Segundo o “Manual de Hortaliças Não Convencionais”, publicado pelo Ministério da Agricultura, Pecuária e Abastecimento (MAPA), em 2010, “as hortaliças não convencionais são aquelas com distribuição limitada, restrita a determinadas localidades ou regiões”, se constituindo em “espécies que não estão organizadas enquanto cadeia produtiva propriamente dita, não despertando o interesse comercial por parte das empresas de sementes, fertilizantes ou agroquímicos”.
“A importância das PANCs se baseia no grande potencial agrícola a ser desenvolvido, sobretudo como proposta para a diversificação das pequenas propriedades rurais; e também no valor alimentar e nutricional que detêm e a sua relação direta com a boa saúde, o que as tornam ainda mais essenciais neste momento vivido com a COVID-19, em que fortalecer o sistema imunológico deve ser uma prioridade. Por isso, enriquecer os canteiros com essas plantas é contribuir para a sustentabilidade dos agroecossistemas, bem como investir na diversificação da alimentação”, explica o engenheiro agrônomo Osmar Mosca Diz, da Secretaria de Agricultura e Abastecimento, que atua na Divisão de Extensão Rural (Dextru) da Coordenadoria de Desenvolvimento Rural Sustentável (CDRS).
Diversificação
Pensando nos pequenos agricultores, o agrônomo avalia que essas plantas representam uma importante opção para diversificar a produção agrícola, pois são alimentos natos e com baixo custo de produção, que agregam valor e renda, podendo ser comercializadas em cestas verdes, mercados, feiras livres orgânicas, programas institucionais de compra direta etc. “Isso representa um grande desafio e uma rica oportunidade de trabalho a ser desenvolvido pela extensão rural”, avisa Osmar.

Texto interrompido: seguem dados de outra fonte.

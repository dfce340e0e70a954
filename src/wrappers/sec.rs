use std::fmt;
use std::rc::Rc;

use super::{fmt_loc, Release, Removable, Slot};
use crate::cell::{Cell, WeakCell};
use crate::error::{ModelResult, ValidationError};
use crate::filter::{FieldValue, Filterable};
use crate::simulator::{HocSection, SectionProps};

struct SecFields {
    hoc: Rc<HocSection>,
    cell: WeakCell,
}

impl Release for SecFields {}

struct SecInner {
    name: String,
    slot: Slot<SecFields>,
}

/// A section owned by a cell.
#[derive(Clone)]
pub struct Sec(Rc<SecInner>);

impl Sec {
    pub(crate) fn new(name: impl Into<String>, hoc: Rc<HocSection>, cell: WeakCell) -> Self {
        Self(Rc::new(SecInner {
            name: name.into(),
            slot: Slot::new(SecFields { hoc, cell }),
        }))
    }

    /// Section name, unique within its cell.
    #[must_use]
    pub fn name(&self) -> &str {
        &self.0.name
    }

    /// Engine section.
    pub fn hoc(&self) -> ModelResult<Rc<HocSection>> {
        Ok(Rc::clone(&self.0.slot.get(self)?.hoc))
    }

    /// Owning cell, while both are alive.
    #[must_use]
    pub fn cell(&self) -> Option<Cell> {
        self.0.slot.get(self).ok().and_then(|f| f.cell.upgrade())
    }

    /// Name of the owning cell.
    #[must_use]
    pub fn cell_name(&self) -> Option<String> {
        self.0.slot.get(self).ok().and_then(|f| f.cell.name())
    }

    /// Returns true if both handles are the same section.
    #[must_use]
    pub fn same_as(&self, other: &Self) -> bool {
        Rc::ptr_eq(&self.0, &other.0)
    }

    /// Segment containing `loc`, which must lie in [0, 1].
    pub fn seg(&self, loc: f64) -> ModelResult<Seg> {
        if !(0.0..=1.0).contains(&loc) {
            return Err(ValidationError::OutOfRange {
                field: "loc".to_string(),
                value: loc,
                min: 0.0,
                max: 1.0,
            }
            .into());
        }
        let x = self.hoc()?.segment_x(loc);
        Ok(Seg {
            sec: self.clone(),
            x,
        })
    }

    /// All segments including the 0 and 1 ends.
    pub fn segs(&self) -> ModelResult<Vec<Seg>> {
        Ok(self
            .hoc()?
            .segment_positions()
            .into_iter()
            .map(|x| Seg {
                sec: self.clone(),
                x,
            })
            .collect())
    }

    /// Segments without the 0 and 1 ends.
    pub fn inner_segs(&self) -> ModelResult<Vec<Seg>> {
        let mut segs = self.segs()?;
        segs.pop();
        segs.remove(0);
        Ok(segs)
    }

    /// Geometry and passive properties.
    pub fn props(&self) -> ModelResult<SectionProps> {
        Ok(self.hoc()?.props())
    }

    /// Updates geometry and passive properties.
    pub fn set_props(&self, f: impl FnOnce(&mut SectionProps)) -> ModelResult<()> {
        self.hoc()?.update_props(f);
        Ok(())
    }

    /// Membrane area in um2.
    pub fn area(&self) -> ModelResult<f64> {
        Ok(self.hoc()?.area())
    }

    /// Name of the parent section, if connected to a live one.
    pub fn parent_name(&self) -> ModelResult<Option<String>> {
        Ok(self.hoc()?.parent().map(|p| p.name().to_string()))
    }
}

impl Removable for Sec {
    fn remove_now(&self) {
        self.0.slot.release();
    }

    fn is_removed(&self) -> bool {
        self.0.slot.is_empty()
    }
}

impl Filterable for Sec {
    fn field(&self, name: &str) -> Option<FieldValue> {
        match name {
            "name" => Some(self.name().into()),
            "cell" => self.cell_name().map(Into::into),
            "parent" => self.parent_name().ok().flatten().map(Into::into),
            "length" | "l" => self.props().ok().map(|p| p.length.into()),
            "diam" => self.props().ok().map(|p| p.diam.into()),
            "nseg" => self.props().ok().map(|p| p.nseg.into()),
            "cm" => self.props().ok().map(|p| p.cm.into()),
            "ra" => self.props().ok().map(|p| p.ra.into()),
            _ => None,
        }
    }
}

impl fmt::Display for Sec {
    fn fmt(&self, f: &mut fmt::Formatter<'_>) -> fmt::Result {
        match self.cell_name() {
            Some(cell) => write!(f, "{cell}[Sec][{}]", self.name()),
            None => write!(f, "Sec[{}]", self.name()),
        }
    }
}

impl fmt::Debug for Sec {
    fn fmt(&self, f: &mut fmt::Formatter<'_>) -> fmt::Result {
        f.debug_struct("Sec")
            .field("name", &self.name())
            .field("removed", &self.is_removed())
            .finish()
    }
}

/// A location on a section.
///
/// A segment is a view: it holds its section handle and becomes unusable
/// when the section is removed.
#[derive(Clone)]
pub struct Seg {
    sec: Sec,
    x: f64,
}

impl Seg {
    /// Parent section.
    #[must_use]
    pub fn sec(&self) -> &Sec {
        &self.sec
    }

    /// Normalised location on the section.
    #[must_use]
    pub fn x(&self) -> f64 {
        self.x
    }

    /// Name in the `sec(x)` form, eg. `dend[0](0.5)`.
    #[must_use]
    pub fn name(&self) -> String {
        format!("{}({})", self.sec.name(), fmt_loc(self.x))
    }

    /// Owning cell of the parent section.
    #[must_use]
    pub fn cell(&self) -> Option<Cell> {
        self.sec.cell()
    }

    /// Engine section of this segment.
    pub fn hoc_section(&self) -> ModelResult<Rc<HocSection>> {
        self.sec.hoc()
    }

    /// Membrane area of the segment in um2.
    pub fn area(&self) -> ModelResult<f64> {
        Ok(self.sec.hoc()?.segment_area(self.x))
    }

    /// Returns true for the same location on the same section.
    #[must_use]
    pub fn same_as(&self, other: &Self) -> bool {
        self.sec.same_as(&other.sec) && (self.x - other.x).abs() < f64::EPSILON
    }
}

impl Filterable for Seg {
    fn field(&self, name: &str) -> Option<FieldValue> {
        match name {
            "name" => Some(self.name().into()),
            "x" => Some(self.x.into()),
            "sec" => Some(self.sec.name().into()),
            "cell" => self.sec.cell_name().map(Into::into),
            _ => None,
        }
    }
}

impl fmt::Display for Seg {
    fn fmt(&self, f: &mut fmt::Formatter<'_>) -> fmt::Result {
        f.write_str(&self.name())
    }
}

impl fmt::Debug for Seg {
    fn fmt(&self, f: &mut fmt::Formatter<'_>) -> fmt::Result {
        f.debug_struct("Seg")
            .field("sec", &self.sec.name())
            .field("x", &self.x)
            .finish()
    }
}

Falando para o público em geral, ele salienta que cultivar algumas dessas plantas no jardim, em uma pequena horta (no quintal de casa ou até mesmo em uma praça pública), representa uma contribuição para o resgate e a valorização de um conhecimento tradicional, além de uma atitude responsável no sentido de não se deixar perder um material genético vigoroso, diversificado e valioso em termos nutritivos e da própria biodiversidade. “Seus ramos, mudas, matrizes e sementes são um patrimônio e preservá-lo é sinal de inteligência, cidadania, soberania, segurança alimentar, educação, saúde e cultura”, pontua.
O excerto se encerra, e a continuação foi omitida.